As alliance member states work to make a difference in this war, they also seek to learn its lessons in equipping themselves for future conflicts. Much that will matter in this new kind of war is old, including the can-do industrial responsiveness of World War II. Much that matters is being re-learned, including the unending need for bureaucratic responsiveness in military procurement.
The lessons from four months of fighting provide ample guidance. Little hides for long: the Ukrainians are readily finding and killing anything that bunches up and lingers on the battlefield. Munitions matter: only massively supplied artillery is allowing the Russians any progress in Eastern Ukraine. Precision matters more: large-scale applications of anti-tank and anti-aircraft missiles have shown how armored vehicles and rotorcraft have become more vulnerable than in past wars.
Range matters too: drones and the newly arrived HIMARS precision rockets are pushing back those Russian guns, and killing the gunners and their munitions dumps. Meanwhile, Russia is rapidly expending its weapons stocks, and Ukraine is rapidly expending those of NATO, some of whose member states now need to replenish their own supplies.
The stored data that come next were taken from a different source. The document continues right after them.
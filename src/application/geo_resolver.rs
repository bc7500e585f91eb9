//! Geo Resolver - Provider fallback chain
//!
//! Queries providers strictly in priority order. The first provider that
//! returns a usable record wins; every failure is recorded and the next
//! provider is tried. Nothing here ever returns a transport error directly.

use crate::domain::entities::{FailureReason, ProviderAttempt, ResolutionOutcome};
use crate::domain::errors::{ClassificationError, ProviderError};
use crate::domain::ports::GeoProvider;
use crate::domain::value_objects::ValidatedAddress;
use std::sync::Arc;
use std::time::Duration;

/// Ordered chain of geolocation providers.
///
/// The chain is fixed at construction and read-only afterwards, so one
/// resolver can be shared across any number of concurrent lookups.
pub struct GeoResolver {
    providers: Vec<Arc<dyn GeoProvider>>,
    deadline: Option<Duration>,
}

impl GeoResolver {
    /// Create a resolver over providers in priority order.
    pub fn new(providers: Vec<Arc<dyn GeoProvider>>) -> Self {
        Self {
            providers,
            deadline: None,
        }
    }

    /// Cap the whole chain. When it elapses the outcome is `Failure(Timeout)`.
    pub fn with_deadline(mut self, deadline: Duration) -> Self {
        self.deadline = Some(deadline);
        self
    }

    /// Provider names in the order they are tried.
    pub fn provider_names(&self) -> Vec<String> {
        self.providers.iter().map(|p| p.name().to_string()).collect()
    }

    /// Longest a single `resolve` call can take.
    pub fn max_duration(&self) -> Duration {
        let chain: Duration = self.providers.iter().map(|p| p.timeout()).sum();
        match self.deadline {
            Some(deadline) => chain.min(deadline),
            None => chain,
        }
    }

    /// Resolve a validated address through the provider chain.
    pub async fn resolve(&self, addr: &ValidatedAddress) -> ResolutionOutcome {
        if !addr.scope().is_public() {
            return ResolutionOutcome::Failure(FailureReason::InvalidInput(
                ClassificationError::NonPublicAddress(addr.scope()),
            ));
        }

        match self.deadline {
            Some(deadline) => match tokio::time::timeout(deadline, self.run_chain(addr)).await {
                Ok(outcome) => outcome,
                Err(_) => {
                    tracing::warn!("lookup for {} exceeded deadline of {:?}", addr, deadline);
                    ResolutionOutcome::Failure(FailureReason::Timeout)
                }
            },
            None => self.run_chain(addr).await,
        }
    }

    async fn run_chain(&self, addr: &ValidatedAddress) -> ResolutionOutcome {
        let mut attempts = Vec::with_capacity(self.providers.len());

        for provider in &self.providers {
            let result = match tokio::time::timeout(provider.timeout(), provider.lookup(addr)).await
            {
                Ok(result) => result,
                Err(_) => Err(ProviderError::Timeout),
            };

            match result {
                Ok(mut record) => {
                    if record.ip.is_none() {
                        record.ip = Some(addr.text().to_string());
                    }
                    tracing::debug!("resolved {} via {}", addr, provider.name());
                    return ResolutionOutcome::Success {
                        record,
                        provider: provider.name().to_string(),
                        family: addr.family(),
                    };
                }
                Err(error) => {
                    tracing::warn!("provider {} failed for {}: {}", provider.name(), addr, error);
                    attempts.push(ProviderAttempt {
                        provider: provider.name().to_string(),
                        error,
                    });
                }
            }
        }

        tracing::warn!(
            "all {} providers failed for {}",
            self.providers.len(),
            addr
        );
        ResolutionOutcome::Failure(FailureReason::AllProvidersFailed { attempts })
    }
}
Analysts should interpret these lessons judiciously, as revealing yet another stage of a military-technical evolution already underway for decades, with important but measured changes ahead for armor and aviation. To survive all that firepower, troops may still want the protection and mobility of armored vehicles. The tank’s death has been exaggerated, as the Ukrainians are clamoring to the West for more. To contain breakthroughs and amass firepower, troops may still want the speed and reach of rotorcraft. Helicopters are still needed over the steppes, so the Americans are sending them. Even so, the numbers of armored vehicles and aircraft lost have been impressive, so adaptations are now necessary.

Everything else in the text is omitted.